[Records from a data source]

---------------

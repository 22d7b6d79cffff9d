#[cfg(test)]
#[path = "scenarios_test.rs"]
mod tests;

use once_cell::sync::Lazy;

use crate::domain::models::Message;
use crate::domain::models::Scenario;

static CATALOG: Lazy<Vec<Scenario>> = Lazy::new(|| {
    return vec![
        Scenario {
            order_index: 1,
            title: "Contexte vide",
            description: "Aucun contexte : le modèle ne reçoit que votre question.",
            context: vec![],
            model: None,
            params_enabled: false,
            suggested_input: Some("Quelle est la capitale de la France ?"),
            commentary: Some(
                "Sans contexte, la réponse ne dépend que de la question et de l'entraînement du modèle.",
            ),
        },
        Scenario {
            order_index: 2,
            title: "Instruction système",
            description: "Une instruction système oriente le ton et la précision de la réponse.",
            context: vec![Message::system(
                "Tu es un professeur de géographie très précis.",
            )],
            model: None,
            params_enabled: false,
            suggested_input: Some("Quelle est la capitale de la France ?"),
            commentary: Some(
                "Comparez avec l'étape 1 : la même question produit une réponse plus académique.",
            ),
        },
        Scenario {
            order_index: 3,
            title: "Historique de conversation",
            description: "Le modèle voit un échange déjà entamé et répond dans sa continuité.",
            context: vec![
                Message::system("Tu es un assistant culturel."),
                Message::user("Parle-moi du Japon."),
                Message::assistant("Le Japon est un pays asiatique..."),
            ],
            model: None,
            params_enabled: false,
            suggested_input: Some("Et sa capitale ?"),
            commentary: Some(
                "Le pronom « sa » n'a de sens que grâce à l'historique transmis avec la question.",
            ),
        },
        Scenario {
            order_index: 4,
            title: "Instructions contradictoires",
            description:
                "Deux instructions système en conflit : le modèle doit arbitrer de lui-même.",
            context: vec![
                Message::system("Tu réponds uniquement en français."),
                Message::system("You answer only in English."),
            ],
            model: None,
            params_enabled: false,
            suggested_input: Some("Présente-toi en une phrase."),
            commentary: Some(
                "L'ordre des instructions est conservé tel quel, le conflit est volontaire.",
            ),
        },
        Scenario {
            order_index: 5,
            title: "Paramètres de génération",
            description:
                "La température et la longueur maximale deviennent réglables pour cette étape.",
            context: vec![Message::system("Tu es un poète.")],
            model: None,
            params_enabled: true,
            suggested_input: Some("Écris deux vers sur la mer."),
            commentary: Some(
                "Relancez la même question avec une température de 0 puis de 2 et comparez.",
            ),
        },
        Scenario {
            order_index: 6,
            title: "Changement de modèle",
            description: "Même question, modèle différent : le contexte n'est pas le seul facteur.",
            context: vec![],
            model: Some("gpt-3.5-turbo"),
            params_enabled: false,
            suggested_input: Some("Quelle est la capitale de la France ?"),
            commentary: None,
        },
    ];
});

pub struct Scenarios {}

impl Scenarios {
    pub fn all() -> &'static [Scenario] {
        return &CATALOG;
    }

    pub fn get(order_index: usize) -> Option<&'static Scenario> {
        return CATALOG
            .iter()
            .find(|scenario| return scenario.order_index == order_index);
    }
}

---------------

## Exercise description
The answer must be every line of the entries that includes the word "static".

## Response for this exercise
static CATALOG: Lazy<Vec<Scenario>> = Lazy::new(|| {
    pub fn all() -> &'static [Scenario] {
    pub fn get(order_index: usize) -> Option<&'static Scenario> {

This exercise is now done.